Our study has some limitations, including its single centre and retrospective design as well as limited number of patients included. We did not consider the diagnostic consequences of CSF protein levels, of MR imaging or somatosensory evoked potentials (SSEPs) in this study as we aimed primarily to look at the clinical and electrophysiological features which contributed to the underdiagnoses of CIDP prior to the referral to a specialist neuropathy clinic. Future studies, focussing on these additional parameters can further delineate the understanding of underdiagnoses in patients with CIDP. However, we believe that despite above-mentioned limitations, this study offers a perspective on the important clinical and electrophysiological features leading to CIDP underdiagnoses which can be addressed.

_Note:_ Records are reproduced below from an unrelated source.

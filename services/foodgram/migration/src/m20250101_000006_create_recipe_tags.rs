use sea_orm_migration::prelude::*;

#[derive(DeriveMigrationName)]
pub struct Migration;

#[async_trait::async_trait]
impl MigrationTrait for Migration {
    async fn up(&self, manager: &SchemaManager) -> Result<(), DbErr> {
        manager
            .create_table(
                Table::create()
                    .table(RecipeTags::Table)
                    .if_not_exists()
                    .col(ColumnDef::new(RecipeTags::RecipeId).integer().not_null())
                    .col(ColumnDef::new(RecipeTags::TagId).integer().not_null())
                    .primary_key(
                        Index::create()
                            .col(RecipeTags::RecipeId)
                            .col(RecipeTags::TagId),
                    )
                    .foreign_key(
                        ForeignKey::create()
                            .from(RecipeTags::Table, RecipeTags::RecipeId)
                            .to(Recipes::Table, Recipes::Id)
                            .on_delete(ForeignKeyAction::Cascade),
                    )
                    .foreign_key(
                        ForeignKey::create()
                            .from(RecipeTags::Table, RecipeTags::TagId)
                            .to(Tags::Table, Tags::Id)
                            .on_delete(ForeignKeyAction::Cascade),
                    )
                    .to_owned(),
            )
            .await?;
        manager
            .create_index(
                Index::create()
                    .table(RecipeTags::Table)
                    .col(RecipeTags::TagId)
                    .name("idx_recipe_tags_tag_id")
                    .to_owned(),
            )
            .await
    }

    async fn down(&self, manager: &SchemaManager) -> Result<(), DbErr> {
        manager
            .drop_table(Table::drop().table(RecipeTags::Table).to_owned())
            .await
    }
}

#[derive(Iden)]
enum RecipeTags {
    Table,
    RecipeId,
    TagId,
}

#[derive(Iden)]
enum Recipes {
    Table,
    Id,
}

#[derive(Iden)]
enum Tags {
    Table,
    Id,
}
use sea_orm_migration::prelude::*;

use foodgram_migration::Migrator;

#[tokio::main]
async fn main() {
    cli::run_cli(Migrator).await;
}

In conclusion, CIDP remains a rare disorder causing significant disability and impairment of quality of life. It is, however, most importantly treatable, which makes underdiagnoses and diagnostic delay highly undesirable. In view of our results, a focus of future disease guidelines and training on the frequently overlooked important clinical and electrophysiological aspects of the disease, appears essential for optimal care for patients with CIDP.